History remembers the Mongols as barbarians who looted, plundered and killed mercilessly. While much of that is true, and certainly there is nothing redeeming to say about that despicable aspect of their behavior, students of military history have never stopped seeking out the lessons that their conquests have left behind.
Western historians have often stated that the Mongols defeated their enemies by outnumbering them. This assertion is put to bed in the Encyclopedia of Military History, whose authors, Dupuy and Dupuy, assert that the Mongols won through superior strategy and tactics.
Knowingly or unknowingly, Genghis Khan walked in the footsteps of the Chinese strategist, Sun Tzu, who wrote that all warfare is based on deception. Genghis often feigned a retreat, drawing the enemy into a trap. He preferred to attack in the winter when the lakes were frozen and the enemy did not expect an attack. He also preferred to fight on the open plains and in flat countries rather than in mountainous and wooded regions.
Before attacking the enemy, the Mongols asked for surrender and offered peace in return. If the offer was accepted, the population was spared. If it was rejected, and battle was waged, they would invariably win and then carry out a wholesale slaughter of the enemy and enslave the survivors.
They won their battles by relying largely on heavy and light cavalry. The heavy cavalry wore complete armor, usually consisting of leather and a simple casque helmet. The light cavalry wore no armor. Just before battle broke out, they would wear a shirt of raw silk which would trap the enemy’s arrows.
They had mastered the art of using horses in warfare better than anyone else. Each trooper had one or more horses in reserve. Their attacks were carried out with a high degree of mobility, speed and maneuverability, facilitated by a well-organized messenger service. Once the battle had been engaged, they would rely on bows, arrows, javelins and lassos.
Mongol archers could fire faster and more accurately than their enemies. They used arrowheads to pierce armor, to whistle or to light matches for signaling purposes. They had an uncanny ability to fire arrows while riding from horseback. This required great skill not only with the bow but also with the horse. The Mongols resorted to man-to-man fighting only after they had disorganized the ranks of the enemy.
In the beginning, they were unable to capture walled cities. After years of trying and failing, they finally figured out how to lay a siege. Genghis Khan conscripted the best Chinese engineers to create the siege trains, battering rams and catapults. Later on, they added Arab and Persian engineers to their armies, benefiting further from their unique skills. Their engineering corps was at least as efficient as those of Alexander or Caesar.

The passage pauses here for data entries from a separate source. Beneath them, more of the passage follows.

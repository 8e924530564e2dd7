//! PDF Renderer
//!
//! Writes the layout as a single A4 page using the three standard Helvetica
//! faces, so no fonts need to be embedded.
//!
//! # Example
//!
//! ```rust,no_run
//! use chekku::{billing::Biller, catalog::Catalog, renderers::{InvoiceRenderer, pdf::PdfRenderer}};
//! # fn example() -> Result<(), Box<dyn std::error::Error>> {
//! let biller = Biller::new(Catalog::default());
//! let request = biller.request("Coconut", "10".parse()?, "paid".parse()?)?;
//! let invoice = biller.invoice_now(&request)?;
//!
//! let bytes = PdfRenderer::default().render(&invoice)?;
//! std::fs::write("kalaiselvi_bill.pdf", bytes)?;
//! # Ok(())
//! # }
//! ```

use std::io;

use lopdf::{
    Dictionary, Document, Object, Stream,
    content::{Content, Operation},
    dictionary,
};

use crate::{
    layout::{
        BLACK, Cell, FontStyle, InvoiceLayout, PAGE_HEIGHT_MM, PAGE_WIDTH_MM, Rgb,
        metrics::MM_PER_PT,
    },
    renderers::{InvoiceRenderer, RenderError},
};

/// Stroke width of table borders.
const BORDER_WIDTH_MM: f32 = 0.2;

/// Renders invoices as PDF documents.
#[derive(Debug, Clone, Copy, Default)]
pub struct PdfRenderer;

impl InvoiceRenderer for PdfRenderer {
    fn render_to<W: io::Write>(
        &self,
        layout: &InvoiceLayout,
        mut out: W,
    ) -> Result<(), RenderError> {
        let mut document = build_document(layout)?;

        document.save_to(&mut out)?;

        Ok(())
    }
}

fn build_document(layout: &InvoiceLayout) -> Result<Document, RenderError> {
    let mut doc = Document::with_version("1.5");
    let pages_id = doc.new_object_id();

    let fonts = dictionary! {
        font_resource(FontStyle::Regular) => doc.add_object(type1_font("Helvetica")),
        font_resource(FontStyle::Bold) => doc.add_object(type1_font("Helvetica-Bold")),
        font_resource(FontStyle::Italic) => doc.add_object(type1_font("Helvetica-Oblique")),
    };

    let resources_id = doc.add_object(dictionary! {
        "Font" => fonts,
    });

    let operations: Vec<Operation> = layout.cells().iter().flat_map(cell_operations).collect();
    let content = Content { operations };

    let content_id = doc.add_object(Stream::new(dictionary! {}, content.encode()?));

    let page_id = doc.add_object(dictionary! {
        "Type" => "Page",
        "Parent" => pages_id,
        "Contents" => content_id,
    });

    let pages = dictionary! {
        "Type" => "Pages",
        "Kids" => vec![page_id.into()],
        "Count" => 1,
        "Resources" => resources_id,
        "MediaBox" => vec![
            0.into(),
            0.into(),
            pt(PAGE_WIDTH_MM).into(),
            pt(PAGE_HEIGHT_MM).into(),
        ],
    };

    doc.objects.insert(pages_id, Object::Dictionary(pages));

    let catalog_id = doc.add_object(dictionary! {
        "Type" => "Catalog",
        "Pages" => pages_id,
    });

    let info_id = doc.add_object(dictionary! {
        "Title" => Object::string_literal(win_ansi(layout.title())),
        "Producer" => Object::string_literal(concat!("chekku ", env!("CARGO_PKG_VERSION"))),
        "CreationDate" => Object::string_literal(
            layout.generated_at().strftime("D:%Y%m%d%H%M%S").to_string(),
        ),
    });

    doc.trailer.set("Root", catalog_id);
    doc.trailer.set("Info", info_id);

    Ok(doc)
}

fn type1_font(base_font: &str) -> Dictionary {
    dictionary! {
        "Type" => "Font",
        "Subtype" => "Type1",
        "BaseFont" => base_font,
        "Encoding" => "WinAnsiEncoding",
    }
}

fn font_resource(style: FontStyle) -> &'static str {
    match style {
        FontStyle::Regular => "F1",
        FontStyle::Bold => "F2",
        FontStyle::Italic => "F3",
    }
}

/// Millimetres to points.
fn pt(mm: f32) -> f32 {
    mm / MM_PER_PT
}

/// Distance from the bottom of the page in points, given millimetres from the top.
fn pt_from_bottom(mm: f32) -> f32 {
    pt(PAGE_HEIGHT_MM - mm)
}

fn color_operands(Rgb(r, g, b): Rgb) -> Vec<Object> {
    [r, g, b]
        .into_iter()
        .map(|channel| (f32::from(channel) / 255.0).into())
        .collect()
}

fn rectangle(cell: &Cell) -> Operation {
    Operation::new(
        "re",
        vec![
            pt(cell.x).into(),
            pt_from_bottom(cell.y + cell.height).into(),
            pt(cell.width).into(),
            pt(cell.height).into(),
        ],
    )
}

fn cell_operations(cell: &Cell) -> Vec<Operation> {
    let mut ops = Vec::with_capacity(12);

    if let Some(fill) = cell.style.fill {
        ops.push(Operation::new("rg", color_operands(fill)));
        ops.push(rectangle(cell));
        ops.push(Operation::new("f", vec![]));
    }

    if cell.style.border {
        ops.push(Operation::new("RG", color_operands(BLACK)));
        ops.push(Operation::new("w", vec![pt(BORDER_WIDTH_MM).into()]));
        ops.push(rectangle(cell));
        ops.push(Operation::new("S", vec![]));
    }

    if !cell.text.is_empty() {
        ops.push(Operation::new("BT", vec![]));
        ops.push(Operation::new(
            "Tf",
            vec![font_resource(cell.style.font).into(), cell.style.size.into()],
        ));
        ops.push(Operation::new("rg", color_operands(cell.style.text_color)));
        ops.push(Operation::new(
            "Td",
            vec![
                pt(cell.text_x()).into(),
                pt_from_bottom(cell.baseline()).into(),
            ],
        ));
        ops.push(Operation::new(
            "Tj",
            vec![Object::string_literal(win_ansi(&cell.text))],
        ));
        ops.push(Operation::new("ET", vec![]));
    }

    ops
}

/// Encode text for a `WinAnsiEncoding` font. Latin-1 maps straight through;
/// anything else becomes `?`.
fn win_ansi(text: &str) -> Vec<u8> {
    text.chars()
        .map(|c| u8::try_from(u32::from(c)).unwrap_or(b'?'))
        .collect()
}

#[cfg(test)]
mod tests {
    use jiff::civil::{DateTime, date};
    use testresult::TestResult;

    use crate::{
        catalog::Catalog, invoice::Invoice, payment::PaymentStatus, pricing::price_line,
        request::InvoiceRequest,
    };

    use super::*;

    fn invoice(generated_at: DateTime) -> TestResult<Invoice> {
        let catalog = Catalog::default();
        let request =
            InvoiceRequest::new(&catalog, "Coconut", "10".parse()?, PaymentStatus::Paid)?;

        Ok(Invoice::new(
            generated_at,
            price_line(&request, catalog.rate_per_kg())?,
            request.payment_status(),
            catalog.seller().clone(),
        ))
    }

    fn shown_text(bytes: &[u8]) -> TestResult<Vec<String>> {
        let doc = Document::load_mem(bytes)?;
        let pages = doc.get_pages();

        assert_eq!(pages.len(), 1, "bill must be a single page");

        let page_id = *pages.values().next().ok_or("no pages")?;
        let content = Content::decode(&doc.get_page_content(page_id)?)?;

        Ok(content
            .operations
            .iter()
            .filter(|op| op.operator == "Tj")
            .filter_map(|op| match op.operands.first() {
                Some(Object::String(bytes, _)) => Some(String::from_utf8_lossy(bytes).into_owned()),
                _ => None,
            })
            .collect())
    }

    #[test]
    fn renders_one_page_with_the_bill_text() -> TestResult {
        let bytes = PdfRenderer.render(&invoice(date(2025, 3, 14).at(9, 30, 0, 0))?)?;

        assert!(bytes.starts_with(b"%PDF-1.5"));

        let text = shown_text(&bytes)?;

        for expected in [
            "Kalaiselvi Traders",
            "267, EH Road, Vysarpadi, Chennai - 39",
            "Date: 14-03-2025",
            "Item",
            "Weight (kg)",
            "Rate/kg",
            "Amount",
            "Coconut",
            "10.00",
            "Rs. 35",
            "Payment Status: Paid",
            "Thank you for your business. Have a great day!",
            "Generated on: 14-03-2025 09:30",
            "Signature: __________________________",
        ] {
            assert!(text.iter().any(|t| t == expected), "missing {expected:?} in {text:?}");
        }

        assert_eq!(text.iter().filter(|t| *t == "Rs. 350.00").count(), 2);
        assert_eq!(text.iter().filter(|t| *t == "Total").count(), 1);

        Ok(())
    }

    #[test]
    fn same_invoice_renders_identical_bytes() -> TestResult {
        let invoice = invoice(date(2025, 3, 14).at(9, 30, 0, 0))?;

        assert_eq!(PdfRenderer.render(&invoice)?, PdfRenderer.render(&invoice)?);

        Ok(())
    }

    #[test]
    fn only_timestamps_differ_between_instants() -> TestResult {
        let morning = PdfRenderer.render(&invoice(date(2025, 3, 14).at(9, 30, 0, 0))?)?;
        let evening = PdfRenderer.render(&invoice(date(2025, 3, 14).at(18, 45, 0, 0))?)?;

        assert_ne!(morning, evening);

        let strip = |text: Vec<String>| -> Vec<String> {
            text.into_iter()
                .filter(|t| !t.starts_with("Generated on:"))
                .collect()
        };

        assert_eq!(strip(shown_text(&morning)?), strip(shown_text(&evening)?));

        Ok(())
    }

    #[test]
    fn info_dictionary_carries_creation_date() -> TestResult {
        let bytes = PdfRenderer.render(&invoice(date(2025, 3, 14).at(9, 30, 5, 0))?)?;
        let doc = Document::load_mem(&bytes)?;

        let info = doc.trailer.get(b"Info")?.as_reference()?;
        let created = doc.get_dictionary(info)?.get(b"CreationDate")?.as_str()?;

        assert_eq!(created, b"D:20250314093005");

        Ok(())
    }

    #[test]
    fn non_latin_text_is_replaced() {
        assert_eq!(win_ansi("Caf\u{e9} \u{20b9}"), b"Caf\xe9 ?");
    }
}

They also were adept at using spies and propaganda to defeat their enemies. Spies were used to sow dissension in the ranks of the enemy. Scouts were used to study the enemy’s movements.
The authors of the book, Great Commanders, note: “Genghis Khan has to be considered one of the greatest commanders in human history. He built an army, a government, a nation, gave the Mongol nation a written language, a legal system and raised a relatively insignificant steppe tribe into a major world power. To do just one of those things would have made Genghis Khan a noteworthy individual in human history. To do all of them speaks volumes about his brilliance and charisma.”
Liddell Hart, the most cited writer of the 20th century on military strategy, wrote, the Mongols taught a “paralyzing lesson in strategy” to all the countries that opposed them. Hart added: “In scale and in quality, in surprise and in mobility, in their strategic and tactical indirect approach, their campaigns rival or surpass any in history.” He went on to say that the conquests of “Genghis Khan, based on lightning speed, deception and accuracy, set a high bar for commanders that followed,” and were imitated by Napoleon Bonaparte at the fortress of Mantua and by General Heinz Guderian in the Blitzkrieg that he used to conquer Western Europe.
The student of military history would be hard pressed to find higher praise for any general in history.